This trial will compare time from randomization to failure of treatment or death from any cause of IST versus URD BMT when used as initial therapy to treat SAA.
The trial will also assess whether health-related quality of life and early markers of fertility differ between those randomized to URD BMT or IST, as well as assess the presence of marrow failure-related genes and presence of gene mutations associated with MDS or leukemia and the change in gene signatures after treatment in both study arms.
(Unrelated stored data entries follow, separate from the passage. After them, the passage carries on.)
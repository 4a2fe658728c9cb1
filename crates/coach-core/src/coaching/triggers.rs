//! Behavioral trigger detection.
//!
//! Each rule inspects the user's recent history and the prediction bundle and
//! emits at most one trigger. Rules are independent; urgency rather than
//! evaluation order decides which trigger matters most.

use std::collections::{BTreeSet, HashMap};

use chrono::{DateTime, Datelike, Duration, NaiveDate, Timelike, Utc, Weekday};
use chrono_tz::Tz;
use serde::Serialize;
use strum::{Display, IntoStaticStr};

use crate::types::{
    ActivityRecord, MessageType, PredictionBundle, RiskLevel, UserSegment, ValueRecord,
};

/// Consecutive-day streak lengths worth celebrating.
pub const MILESTONES: [u32; 9] = [3, 7, 14, 21, 30, 60, 90, 180, 365];

/// Minimum gap, in days, that qualifies a return as a comeback.
const COMEBACK_GAP_DAYS: i64 = 3;

/// How many activities before the latest one are inspected for a gap.
const COMEBACK_LOOKBACK: usize = 10;

/// Activity count above which advanced users get growth challenges.
const GROWTH_ACTIVITY_THRESHOLD: usize = 30;

#[derive(
    Debug, Clone, Copy, PartialEq, Eq, Hash, PartialOrd, Ord, Serialize, Display, IntoStaticStr,
)]
#[strum(serialize_all = "snake_case")]
#[serde(rename_all = "snake_case")]
pub enum Urgency {
    Low,
    Medium,
    High,
}

/// A detected behavioral condition that may warrant a message.
#[derive(Debug, Clone, PartialEq, Serialize)]
#[serde(tag = "kind", rename_all = "snake_case")]
pub enum BehavioralTrigger {
    StreakRisk {
        risk_score: f64,
        current_streak: u32,
        hours_since_last_activity: f64,
    },
    Milestone {
        streak_days: u32,
        value_name: Option<String>,
    },
    StrongProgress {
        formation_probability: f64,
    },
    Comeback {
        gap_days: i64,
        previous_streak: u32,
    },
    GoalOpportunity {
        goal_title: String,
        rationale: String,
        confidence: f64,
    },
    TimingInsight {
        peak_hour: Option<u8>,
        peak_day: Option<String>,
        confidence: f64,
    },
    GrowthChallenge {
        segment: UserSegment,
        activity_count: usize,
    },
    Weekend {
        weekday: String,
    },
    Morning {
        local_hour: u32,
    },
    Evening {
        local_hour: u32,
    },
}

impl BehavioralTrigger {
    /// Confidence in [0, 1].
    pub fn confidence(&self) -> f64 {
        let raw = match self {
            Self::StreakRisk { risk_score, .. } => *risk_score,
            Self::Milestone { .. } => 0.9,
            Self::StrongProgress {
                formation_probability,
            } => formation_probability / 100.0,
            Self::Comeback { .. } => 0.8,
            Self::GoalOpportunity { confidence, .. } => *confidence,
            Self::TimingInsight { confidence, .. } => confidence / 100.0,
            Self::GrowthChallenge { .. } => 0.7,
            Self::Weekend { .. } => 0.6,
            Self::Morning { .. } | Self::Evening { .. } => 0.5,
        };
        raw.clamp(0.0, 1.0)
    }

    pub fn urgency(&self) -> Urgency {
        match self {
            Self::StreakRisk { .. } => Urgency::High,
            Self::Milestone { .. } | Self::Comeback { .. } => Urgency::Medium,
            _ => Urgency::Low,
        }
    }

    /// Message types this trigger may produce, best first.
    pub fn candidate_types(&self) -> &'static [MessageType] {
        match self {
            Self::StreakRisk { .. } => &[MessageType::StreakRiskWarning, MessageType::MotivationBoost],
            Self::Milestone { .. } => &[MessageType::MilestoneCelebration],
            Self::StrongProgress { .. } => &[MessageType::ProgressEncouragement],
            Self::Comeback { .. } => &[MessageType::ComebackSupport],
            Self::GoalOpportunity { .. } => &[MessageType::GoalSuggestion],
            Self::TimingInsight { .. } => &[MessageType::TimingOptimization],
            Self::GrowthChallenge { .. } => &[MessageType::GrowthChallenge],
            Self::Weekend { .. } => &[MessageType::WeekendMotivation],
            Self::Morning { .. } => &[MessageType::MorningMotivation],
            Self::Evening { .. } => &[MessageType::EveningReflection],
        }
    }

    /// Stable tag stored on messages for analytics.
    pub fn tag(&self) -> &'static str {
        match self {
            Self::StreakRisk { .. } => "streak_risk",
            Self::Milestone { .. } => "milestone",
            Self::StrongProgress { .. } => "strong_progress",
            Self::Comeback { .. } => "comeback",
            Self::GoalOpportunity { .. } => "goal_opportunity",
            Self::TimingInsight { .. } => "timing_insight",
            Self::GrowthChallenge { .. } => "growth_challenge",
            Self::Weekend { .. } => "weekend",
            Self::Morning { .. } => "morning",
            Self::Evening { .. } => "evening",
        }
    }

    /// Payload flattened into template substitution keys.
    pub fn context(&self) -> HashMap<String, String> {
        let mut ctx = HashMap::new();
        let mut put = |k: &str, v: String| {
            ctx.insert(k.to_string(), v);
        };
        match self {
            Self::StreakRisk {
                risk_score,
                current_streak,
                hours_since_last_activity,
            } => {
                put("current_streak", current_streak.to_string());
                put("hours_since_last_activity", format!("{:.0}", hours_since_last_activity));
                put("risk_percent", format!("{:.0}", risk_score * 100.0));
            }
            Self::Milestone {
                streak_days,
                value_name,
            } => {
                put("milestone_days", streak_days.to_string());
                put(
                    "value_name",
                    value_name.clone().unwrap_or_else(|| "your habit".to_string()),
                );
            }
            Self::StrongProgress {
                formation_probability,
            } => put("formation_probability", format!("{:.0}", formation_probability)),
            Self::Comeback {
                gap_days,
                previous_streak,
            } => {
                put("gap_days", gap_days.to_string());
                put("previous_streak", previous_streak.to_string());
            }
            Self::GoalOpportunity {
                goal_title,
                rationale,
                ..
            } => {
                put("goal_title", goal_title.clone());
                put("goal_rationale", rationale.clone());
            }
            Self::TimingInsight {
                peak_hour,
                peak_day,
                ..
            } => {
                put("peak_hour", format_hour(*peak_hour));
                put("peak_day", peak_day.clone().unwrap_or_else(|| "any day".to_string()));
            }
            Self::GrowthChallenge {
                segment,
                activity_count,
            } => {
                put("user_segment", segment.label().to_string());
                put("activity_count", activity_count.to_string());
            }
            Self::Weekend { weekday } => put("weekday", weekday.clone()),
            Self::Morning { local_hour } | Self::Evening { local_hour } => {
                put("local_hour", local_hour.to_string())
            }
        }
        ctx
    }
}

/// Render an optional hour for message text.
pub fn format_hour(hour: Option<u8>) -> String {
    match hour {
        Some(h) => format!("{}:00", h),
        None => "your usual time".to_string(),
    }
}

/// Inputs for one user's analysis.
#[derive(Debug, Clone, Copy)]
pub struct AnalysisInput<'a> {
    /// Recent activities in any order.
    pub activities: &'a [ActivityRecord],
    pub values: &'a [ValueRecord],
    pub predictions: &'a PredictionBundle,
    pub now: DateTime<Utc>,
    pub tz: Tz,
}

/// Evaluates the trigger rules.
#[derive(Debug, Clone, Default)]
pub struct TriggerAnalyzer;

impl TriggerAnalyzer {
    pub fn new() -> Self {
        Self
    }

    /// Run every rule and collect the triggers that fire.
    pub fn analyze(&self, input: &AnalysisInput<'_>) -> Vec<BehavioralTrigger> {
        let mut activities: Vec<&ActivityRecord> = input.activities.iter().collect();
        activities.sort_by(|a, b| b.occurred_at.cmp(&a.occurred_at));

        let rules = [
            self.streak_risk(input),
            self.milestone(input, &activities),
            self.strong_progress(input),
            self.comeback(input, &activities),
            self.goal_opportunity(input),
            self.timing_insight(input),
            self.growth_challenge(input, activities.len()),
            self.weekend(input),
            self.time_of_day(input),
        ];
        rules.into_iter().flatten().collect()
    }

    fn streak_risk(&self, input: &AnalysisInput<'_>) -> Option<BehavioralTrigger> {
        let risk = &input.predictions.streak_risk;
        (risk.risk_level == RiskLevel::High).then(|| BehavioralTrigger::StreakRisk {
            risk_score: risk.risk_score,
            current_streak: risk.current_streak,
            hours_since_last_activity: risk.hours_since_last_activity,
        })
    }

    fn milestone(
        &self,
        input: &AnalysisInput<'_>,
        activities: &[&ActivityRecord],
    ) -> Option<BehavioralTrigger> {
        let today = input.now.with_timezone(&input.tz).date_naive();
        let mut days_by_value: HashMap<&str, BTreeSet<NaiveDate>> = HashMap::new();
        for activity in activities {
            if let Some(value_id) = activity.value_id.as_deref() {
                days_by_value
                    .entry(value_id)
                    .or_default()
                    .insert(activity.occurred_at.with_timezone(&input.tz).date_naive());
            }
        }

        let (value_id, streak) = days_by_value
            .iter()
            .filter_map(|(value_id, days)| active_run(days, today).map(|run| (*value_id, run)))
            .max_by(|a, b| a.1.cmp(&b.1).then_with(|| b.0.cmp(a.0)))?;

        MILESTONES.contains(&streak).then(|| BehavioralTrigger::Milestone {
            streak_days: streak,
            value_name: input
                .values
                .iter()
                .find(|v| v.id == value_id)
                .map(|v| v.name.clone()),
        })
    }

    fn strong_progress(&self, input: &AnalysisInput<'_>) -> Option<BehavioralTrigger> {
        let probability = input.predictions.habit_formation.probability;
        (probability > 70.0).then_some(BehavioralTrigger::StrongProgress {
            formation_probability: probability,
        })
    }

    fn comeback(
        &self,
        input: &AnalysisInput<'_>,
        activities: &[&ActivityRecord],
    ) -> Option<BehavioralTrigger> {
        let latest = activities.first()?;
        if input.now - latest.occurred_at > Duration::hours(24) {
            return None;
        }

        let local_day = |a: &ActivityRecord| a.occurred_at.with_timezone(&input.tz).date_naive();
        let window = &activities[..activities.len().min(COMEBACK_LOOKBACK + 1)];
        let (gap_days, before) = window.windows(2).find_map(|pair| {
            let gap = (local_day(pair[0]) - local_day(pair[1])).num_days();
            (gap >= COMEBACK_GAP_DAYS).then(|| (gap, local_day(pair[1])))
        })?;

        let earlier_days: BTreeSet<NaiveDate> = activities
            .iter()
            .map(|a| local_day(*a))
            .filter(|d| *d <= before)
            .collect();
        Some(BehavioralTrigger::Comeback {
            gap_days,
            previous_streak: run_ending_at(&earlier_days, before),
        })
    }

    fn goal_opportunity(&self, input: &AnalysisInput<'_>) -> Option<BehavioralTrigger> {
        let top = input.predictions.goal_recommendations.iter().max_by(|a, b| {
            a.confidence
                .partial_cmp(&b.confidence)
                .unwrap_or(std::cmp::Ordering::Equal)
        })?;
        let confidence = if top.confidence > 0.0 { top.confidence } else { 0.6 };
        Some(BehavioralTrigger::GoalOpportunity {
            goal_title: top.title.clone(),
            rationale: top.rationale.clone(),
            confidence,
        })
    }

    fn timing_insight(&self, input: &AnalysisInput<'_>) -> Option<BehavioralTrigger> {
        let timing = &input.predictions.optimal_timing;
        (timing.confidence > 60.0).then(|| BehavioralTrigger::TimingInsight {
            peak_hour: timing.peak_hour,
            peak_day: timing.peak_day.clone(),
            confidence: timing.confidence,
        })
    }

    fn growth_challenge(
        &self,
        input: &AnalysisInput<'_>,
        activity_count: usize,
    ) -> Option<BehavioralTrigger> {
        let segment = input.predictions.user_segment;
        (segment.is_advanced() && activity_count > GROWTH_ACTIVITY_THRESHOLD).then_some(
            BehavioralTrigger::GrowthChallenge {
                segment,
                activity_count,
            },
        )
    }

    fn weekend(&self, input: &AnalysisInput<'_>) -> Option<BehavioralTrigger> {
        let weekday = input.now.with_timezone(&input.tz).weekday();
        matches!(weekday, Weekday::Sat | Weekday::Sun).then(|| BehavioralTrigger::Weekend {
            weekday: weekday_name(weekday).to_string(),
        })
    }

    fn time_of_day(&self, input: &AnalysisInput<'_>) -> Option<BehavioralTrigger> {
        let local_hour = input.now.with_timezone(&input.tz).hour();
        match local_hour {
            6..=10 => Some(BehavioralTrigger::Morning { local_hour }),
            17..=21 => Some(BehavioralTrigger::Evening { local_hour }),
            _ => None,
        }
    }
}

/// Length of the run of consecutive days that ends today or yesterday.
fn active_run(days: &BTreeSet<NaiveDate>, today: NaiveDate) -> Option<u32> {
    let end = if days.contains(&today) {
        today
    } else {
        let yesterday = today.pred_opt()?;
        if !days.contains(&yesterday) {
            return None;
        }
        yesterday
    };
    Some(run_ending_at(days, end))
}

/// Count consecutive days in `days` ending at `end`.
fn run_ending_at(days: &BTreeSet<NaiveDate>, end: NaiveDate) -> u32 {
    let mut run = 0;
    let mut cursor = Some(end);
    while let Some(day) = cursor {
        if !days.contains(&day) {
            break;
        }
        run += 1;
        cursor = day.pred_opt();
    }
    run
}

pub(crate) fn weekday_name(day: Weekday) -> &'static str {
    match day {
        Weekday::Mon => "Monday",
        Weekday::Tue => "Tuesday",
        Weekday::Wed => "Wednesday",
        Weekday::Thu => "Thursday",
        Weekday::Fri => "Friday",
        Weekday::Sat => "Saturday",
        Weekday::Sun => "Sunday",
    }
}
This study treatment does not include any investigational drugs. The medicines and procedures in this study are standard for treatment of SAA.
Full description
This study is a multi-center randomized phase III trial to compare the failure free survival between those randomized to IST vs 9-10/10 HLA matched URD BMT. The study will also address patient-reported outcomes and gonadal function in each arm and explore critical biological correlates including assessing germline genetic mutations associated with pediatric SAA that may lead to a predisposition to the disease and the risk of development of clonal hematopoiesis following IST vs BMT in pediatric and young adult SAA.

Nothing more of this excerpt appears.